I pressed a button on my desk to call in a pair of nurses. If my plan was successful Ember would be reoriented to reality in a few minutes. She would be confronted with what she'd endured and the potential for intentional or unintentional self-harm was high. I waited for the nurses to arrive and discreetly station themselves near the wall to continue.
"Ember, did you know it's not possible to read in a dream? Not coherent reading, anyway. The words jumble and don't make sense." I tapped the keyboard screen on my desk and activated a holoscreen on the walls of the room. "Do you know anything about Guillain-Barre syndrome? I don't suppose you do. So if you can read this text it means you're not dreaming."

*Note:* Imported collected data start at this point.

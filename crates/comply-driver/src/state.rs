//! 共享状态上下文
//!
//! 传感器回调线程（生产者）与控制线程（消费者）之间的所有共享数据：
//! - 测量快照使用 `ArcSwap` 无锁发布，读者总是拿到最新一份（last-value-wins）
//! - "新数据"信号与设定点槽使用 Mutex + Condvar 的带超时握手
//! - 外部标志位（轨迹占用、任务完成、退出力控）使用原子量
//! - 控制线程每 tick 发布一份 [`ControlSnapshot`] 供观察者读取

use crate::hooks::HookManager;
use crate::kinematics::JointVector;
use crate::metrics::ControlMetrics;
use crate::signal::DataSignal;
use crate::slot::SetpointSlot;
use arc_swap::{ArcSwap, ArcSwapOption};
use comply_core::{
    Accel, ContactState, GainProfile, ImpedanceParams, MotionSetpoint, Pose, Twist, Wrench,
};
use nalgebra::{DMatrix, Vector3};
use parking_lot::RwLock;
use std::sync::Arc;
use std::sync::atomic::{AtomicBool, Ordering};
use std::time::Instant;

/// 关节状态与由其推导的末端运动学
#[derive(Debug, Clone, PartialEq)]
pub struct KinematicState {
    /// 单调递增序号（0 表示尚未收到）
    pub sequence: u64,
    /// 接收时刻
    pub received_at: Option<Instant>,
    pub positions: JointVector,
    pub velocities: JointVector,
    pub pose: Pose,
    pub twist: Twist,
    /// 数值微分得到的末端加速度
    pub accel: Accel,
    pub jacobian: DMatrix<f64>,
    pub jacobian_rate: DMatrix<f64>,
}

impl Default for KinematicState {
    fn default() -> Self {
        Self {
            sequence: 0,
            received_at: None,
            positions: JointVector::zeros(0),
            velocities: JointVector::zeros(0),
            pose: Pose::identity(),
            twist: Twist::default(),
            accel: Accel::default(),
            jacobian: DMatrix::zeros(6, 0),
            jacobian_rate: DMatrix::zeros(6, 0),
        }
    }
}

/// 接触力快照（基坐标系，已去偏置与滤波）
#[derive(Debug, Clone, Copy, PartialEq, Default)]
pub struct WrenchState {
    /// 单调递增序号（0 表示尚未收到）
    pub sequence: u64,
    pub received_at: Option<Instant>,
    pub wrench: Wrench,
}

/// 外部位置反馈
#[derive(Debug, Clone, Copy, PartialEq)]
pub struct PositionFeedback {
    pub sequence: u64,
    pub offset: Vector3<f64>,
}

/// 控制线程每 tick 发布的观察快照
#[derive(Debug, Clone, PartialEq)]
pub struct ControlSnapshot {
    pub tick: u64,
    pub contact_state: ContactState,
    pub desired: MotionSetpoint,
    pub commanded_pose: Pose,
    pub gains: ImpedanceParams,
    pub tank_energy: f64,
    pub force_mode: bool,
}

impl Default for ControlSnapshot {
    fn default() -> Self {
        Self {
            tick: 0,
            contact_state: ContactState::Free,
            desired: MotionSetpoint::default(),
            commanded_pose: Pose::identity(),
            gains: GainProfile::uniform(1.0, 1.0, 1.0).params(),
            tank_energy: 0.0,
            force_mode: false,
        }
    }
}

/// 控制器共享上下文
pub struct ControlContext {
    /// 关节与末端运动学（关节回调写，控制线程读）
    pub kinematics: ArcSwap<KinematicState>,
    /// 接触力（力回调写，控制线程读）
    pub wrench: ArcSwap<WrenchState>,
    /// 外部位置反馈（可选数据流）
    pub position_feedback: ArcSwapOption<PositionFeedback>,
    /// 控制线程发布的观察快照
    pub snapshot: ArcSwap<ControlSnapshot>,
    /// "新数据"信号
    pub new_data: DataSignal,
    /// 设定点槽（轨迹分发器 → 控制线程）
    pub setpoints: SetpointSlot,
    /// 是否有轨迹正在执行（分发器独占锁）
    pub trajectory_active: AtomicBool,
    /// 外部信号：任务已完成
    pub task_done: AtomicBool,
    /// 外部请求：退出力控模式
    pub exit_force: AtomicBool,
    /// 控制线程已完成初始化，开始周期运行
    pub ready: AtomicBool,
    /// 运行标志（用于线程生命周期联动）
    pub is_running: AtomicBool,
    /// 运行时回调
    pub hooks: RwLock<HookManager>,
    /// 性能指标
    pub metrics: ControlMetrics,
}

impl ControlContext {
    pub fn new() -> Self {
        Self {
            kinematics: ArcSwap::from_pointee(KinematicState::default()),
            wrench: ArcSwap::from_pointee(WrenchState::default()),
            position_feedback: ArcSwapOption::empty(),
            snapshot: ArcSwap::from_pointee(ControlSnapshot::default()),
            new_data: DataSignal::new(),
            setpoints: SetpointSlot::new(),
            trajectory_active: AtomicBool::new(false),
            task_done: AtomicBool::new(false),
            exit_force: AtomicBool::new(false),
            ready: AtomicBool::new(false),
            is_running: AtomicBool::new(true),
            hooks: RwLock::new(HookManager::new()),
            metrics: ControlMetrics::new(),
        }
    }

    pub fn is_running(&self) -> bool {
        self.is_running.load(Ordering::Acquire)
    }

    /// 是否已收到第一个关节样本
    pub fn has_joint_state(&self) -> bool {
        self.kinematics.load().sequence > 0
    }

    /// 是否已收到第一个接触力样本
    pub fn has_wrench(&self) -> bool {
        self.wrench.load().sequence > 0
    }

    /// 尝试占用轨迹锁，成功返回 `true`
    pub fn try_acquire_trajectory(&self) -> bool {
        self.trajectory_active
            .compare_exchange(false, true, Ordering::AcqRel, Ordering::Acquire)
            .is_ok()
    }

    pub fn release_trajectory(&self) {
        self.trajectory_active.store(false, Ordering::Release);
    }

    pub fn is_trajectory_active(&self) -> bool {
        self.trajectory_active.load(Ordering::Acquire)
    }

    /// 请求停止控制线程
    pub fn shutdown(&self) {
        self.is_running.store(false, Ordering::Release);
        self.new_data.notify();
        self.setpoints.wake_all();
    }
}

impl Default for ControlContext {
    fn default() -> Self {
        Self::new()
    }
}

/// 共享上下文的引用计数句柄
pub type SharedContext = Arc<ControlContext>;

#[cfg(test)]
mod tests {
    use super::*;

    /// 测试轨迹锁互斥
    #[test]
    fn test_trajectory_lock() {
        let ctx = ControlContext::new();
        assert!(ctx.try_acquire_trajectory());
        assert!(!ctx.try_acquire_trajectory());
        assert!(ctx.is_trajectory_active());
        ctx.release_trajectory();
        assert!(ctx.try_acquire_trajectory());
    }

    /// 测试初始状态
    #[test]
    fn test_context_initial_state() {
        let ctx = ControlContext::new();
        assert!(ctx.is_running());
        assert!(!ctx.has_joint_state());
        assert!(!ctx.has_wrench());
        assert!(ctx.position_feedback.load().is_none());
        assert_eq!(ctx.snapshot.load().contact_state, ContactState::Free);
    }

    /// 测试 ArcSwap 快照 last-value-wins
    #[test]
    fn test_wrench_last_value_wins() {
        let ctx = ControlContext::new();
        for i in 1..=3 {
            ctx.wrench.store(Arc::new(WrenchState {
                sequence: i,
                received_at: None,
                wrench: Wrench::new(Vector3::new(i as f64, 0.0, 0.0), Vector3::zeros()),
            }));
        }
        let latest = ctx.wrench.load();
        assert_eq!(latest.sequence, 3);
        assert_eq!(latest.wrench.force.x, 3.0);
    }
}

Black-and-white text lit up on Ember's face like wallpaper as the screen winked on. She kept walking, eyes emptily pointed ahead of her toward the wall, and their tiny movements proved they weren't empty at all. A switch flipped in less than an instant. Faster than thought she was on the floor, wailing like a child, her knees shoved into her chest and contorted into so tight a ball she seemed half her size. One of the nurses gripped her arm and guided it away from the hair she'd grabbed and begun to rip at while the other swabbed Ember's shoulder to administer a mild sedative. I watched the scene before me grieved with Ember's state but knowing that the wound had been exposed and now we could begin to heal it.
So in answer to many readers' questions, yes, Ember is very traumatized. Hella traumatized, you might say. So traumatized that I had to switch to Dr. Orb's POV because Ember's was so fragmented I couldn't put it into words. But after this chapter she's... still hella traumatized. But not QUITE as bad so that's something.